Importance of volume-independent mechanisms

Brinkmann et al.3 showed that the degree of BP reduction by RDN tended to be proportional to the baseline BP level. As they included patients with a relatively low baseline BP, it might be possible that prominent BP reduction was not obtained, as they thought.3

In contrast, in animal models, the pressure–natriuresis curve was shifted leftward without changing the slope,5 indicating that salt sensitivity was not altered with RDN (Figure 1). In addition, RDN effectively lowered BP in a hypertensive model with non-salt-sensitive hypertension, such as SHR.6 In contrast, RDN could not lower BP in salt-sensitive models, including DOCA-salt hypertension and 1K–1C Goldblatt hypertensive models.6 These findings indicate that the relief of salt and volume retention is not the key mechanism for RDN to lower BP. Recently, three cases7, 8, 9 were described whose BP was successfully lowered without reducing dry weight or body fluid volume in hemodialysis patients with no residual renal function to excrete urine. These findings also support the theory that the control of salt and volume retention is not the mechanism to lower BP. It should be noted here that if natriuresis is enhanced by RDN, the slope of the pressure–natriuresis curve should be enhanced, and the salt sensitivity of BP should be diminished.10 Instead, reduced renal vascular resistance may be the key mechanism for RDN to lower BP. It has been established that the shift of the pressure–natriuresis curve is primarily determined by preglomerular afferent arteriolar resistance,10 which is consistent with experimental results.5 It appears possible therefore that the patients from Brinkmann et al.3 are salt sensitive, making RDN ineffective.

Figure 1
figure 1

Effects of catheter-based renal denervation (RDN) on blood pressure (BP). (1) Animal experiments showed that the pressure–natriuresis curve was shifted leftward by RDN without affecting the slope, indicating that neither the salt sensitivity of BP nor the renal capacity to excrete sodium into urine was altered. In addition, (2) RDN effectively lowered BP in non-salt-sensitive types of hypertension, such as SHR, but (3) not in salt-sensitive types of hypertension, including DOCA-salt and 1 kidney-1 clip Goldblatt hypertension. Taken together, these findings suggest that the reduction of renal vascular resistance may be the key mechanism for RDN to lower BP.

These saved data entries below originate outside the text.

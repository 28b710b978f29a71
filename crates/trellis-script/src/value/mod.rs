//! Closed host-side representation of values crossing the guest boundary.
//!
//! Guest entry points may return any Rhai value; the host never handles
//! `rhai::Dynamic` directly. Instead every result is converted into the
//! closed [`ScriptValue`] variant set so host code can pattern-match
//! exhaustively. The conversion is total: anything without a natural
//! host representation degrades to [`ScriptValue::Opaque`] carrying the
//! guest type name.

use std::collections::BTreeMap;

use rhai::Dynamic;
use serde::Serialize;

/// A guest value as observed by the host.
///
/// Numbers keep Rhai's integer/float distinction rather than collapsing
/// to one numeric tag: folding `i64` into `f64` would silently lose
/// precision for large integers.
#[derive(Debug, Clone, PartialEq, Serialize)]
#[serde(untagged)]
pub enum ScriptValue {
    /// The unit value `()`.
    Unit,
    /// A boolean.
    Bool(bool),
    /// A 64-bit integer.
    Int(i64),
    /// A 64-bit float.
    Float(f64),
    /// A string (guest characters are widened to one-char strings).
    Str(String),
    /// An ordered sequence.
    Array(Vec<ScriptValue>),
    /// A string-keyed mapping.
    Map(BTreeMap<String, ScriptValue>),
    /// Anything without a host representation; carries the guest type
    /// name for diagnostics.
    Opaque(String),
}

impl ScriptValue {
    /// Converts a Rhai value into its host representation.
    #[must_use]
    pub fn from_dynamic(value: &Dynamic) -> Self {
        if value.is_unit() {
            Self::Unit
        } else if let Ok(flag) = value.as_bool() {
            Self::Bool(flag)
        } else if let Ok(int) = value.as_int() {
            Self::Int(int)
        } else if let Ok(float) = value.as_float() {
            Self::Float(float)
        } else if let Ok(character) = value.as_char() {
            Self::Str(character.to_string())
        } else if value.is_string() {
            Self::Str(value.clone().into_string().unwrap_or_default())
        } else if let Some(array) = value.clone().try_cast::<rhai::Array>() {
            Self::Array(array.iter().map(Self::from_dynamic).collect())
        } else if let Some(map) = value.clone().try_cast::<rhai::Map>() {
            Self::Map(
                map.into_iter()
                    .map(|(key, item)| (key.to_string(), Self::from_dynamic(&item)))
                    .collect(),
            )
        } else {
            Self::Opaque(value.type_name().to_owned())
        }
    }
}

impl std::fmt::Display for ScriptValue {
    fn fmt(&self, f: &mut std::fmt::Formatter<'_>) -> std::fmt::Result {
        match self {
            Self::Unit => f.write_str("()"),
            Self::Bool(flag) => write!(f, "{flag}"),
            Self::Int(int) => write!(f, "{int}"),
            Self::Float(float) => write!(f, "{float}"),
            Self::Str(text) => f.write_str(text),
            Self::Array(items) => {
                f.write_str("[")?;
                for (index, item) in items.iter().enumerate() {
                    if index > 0 {
                        f.write_str(", ")?;
                    }
                    write!(f, "{item}")?;
                }
                f.write_str("]")
            }
            Self::Map(entries) => {
                f.write_str("{")?;
                for (index, (key, item)) in entries.iter().enumerate() {
                    if index > 0 {
                        f.write_str(", ")?;
                    }
                    write!(f, "{key}: {item}")?;
                }
                f.write_str("}")
            }
            Self::Opaque(type_name) => write!(f, "<{type_name}>"),
        }
    }
}
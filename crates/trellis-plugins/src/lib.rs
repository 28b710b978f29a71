//! Plugin discovery, loading, and concurrent invocation for Trellis.
//!
//! The `trellis-plugins` crate owns the plugin lifecycle above the
//! sandbox layer. A plugin is a subdirectory of the plugin root holding a
//! `plugin.yaml` manifest and any number of Rhai scripts;
//! [`PluginRegistry::load`] walks the root, decodes each manifest, builds
//! one isolated [`trellis_script::ScriptSandbox`] per plugin, and records
//! skips and contained per-plugin failures without letting one bad plugin
//! abort the others. The [`PluginInvoker`] then drives the conventional
//! `main` entry point of any selection of loaded plugins, one worker
//! thread per plugin, and reports one outcome per selection once every
//! worker has finished.
//!
//! # Example
//!
//! ```rust,no_run
//! use trellis_plugins::{PluginInvoker, PluginRegistry};
//! use trellis_script::stdout_sink;
//!
//! # fn main() -> Result<(), Box<dyn std::error::Error>> {
//! let sink = stdout_sink();
//! let report = PluginRegistry::load("./plugins".as_ref(), &sink)?;
//! for failure in &report.failures {
//!     eprintln!("{failure}");
//! }
//!
//! let mut invoker = PluginInvoker::new(report.registry);
//! for outcome in invoker.invoke_all() {
//!     match outcome.result {
//!         Ok(value) => println!("{}: {value}", outcome.plugin),
//!         Err(error) => eprintln!("{}: {error}", outcome.plugin),
//!     }
//! }
//! # Ok(()) }
//! ```

pub mod error;
pub mod invoker;
pub mod manifest;
pub mod registry;

#[cfg(test)]
mod tests;

pub use self::error::{
    InvokeFailure, LoadError, LoadFailure, ManifestError, NotFoundError, RegistryError,
};
pub use self::invoker::{ENTRY_POINT, InvocationOutcome, PluginInvoker};
pub use self::manifest::{MANIFEST_FILE_NAME, PluginManifest};
pub use self::registry::{LoadReport, LoadedPlugin, PluginRegistry};
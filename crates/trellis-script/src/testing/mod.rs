//! Test support utilities shared across Trellis test suites.
//!
//! Gated behind the `test-support` feature so downstream crates can pull
//! these helpers into their dev-dependencies without shipping them in
//! release builds.

use std::io::{self, Write};
use std::sync::{Arc, Mutex, PoisonError};

use crate::console::LogSink;

/// An in-memory [`LogSink`] target that tests can read back.
///
/// Cloning shares the underlying buffer, so keep one clone for
/// assertions and hand the other to [`CaptureSink::sink`].
#[derive(Clone, Debug, Default)]
pub struct CaptureSink {
    buffer: Arc<Mutex<Vec<u8>>>,
}

impl CaptureSink {
    /// Creates an empty capture buffer.
    #[must_use]
    pub fn new() -> Self {
        Self::default()
    }

    /// Wraps a clone of this capture buffer as a [`LogSink`].
    #[must_use]
    pub fn sink(&self) -> LogSink {
        Arc::new(Mutex::new(self.clone()))
    }

    /// Returns everything written so far, lossily decoded as UTF-8.
    #[must_use]
    pub fn contents(&self) -> String {
        let buffer = self
            .buffer
            .lock()
            .unwrap_or_else(PoisonError::into_inner);
        String::from_utf8_lossy(&buffer).into_owned()
    }

    /// Returns the captured output split into lines.
    #[must_use]
    pub fn lines(&self) -> Vec<String> {
        self.contents().lines().map(ToOwned::to_owned).collect()
    }
}

impl Write for CaptureSink {
    fn write(&mut self, buf: &[u8]) -> io::Result<usize> {
        let mut buffer = self
            .buffer
            .lock()
            .unwrap_or_else(PoisonError::into_inner);
        buffer.extend_from_slice(buf);
        Ok(buf.len())
    }

    fn flush(&mut self) -> io::Result<()> {
        Ok(())
    }
}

Future progress in RDN and its related areas

From this discussion, the role of the renal sympathetic system must be clarified further in not only the basic and precise mechanisms of BP regulation11, 12 but also essential hypertension. Of course, long-term benefits to reduce BP and cardiovascular events without any safety problems must be approved. BP-independent mechanisms of organ protection should also be studied to obtain a complete understanding of the role of systemic and renal sympathetic systems. We hope that RDN makes it possible to normalize BP without taking antihypertensive drugs in the future after the many important issues discussed above have been solved.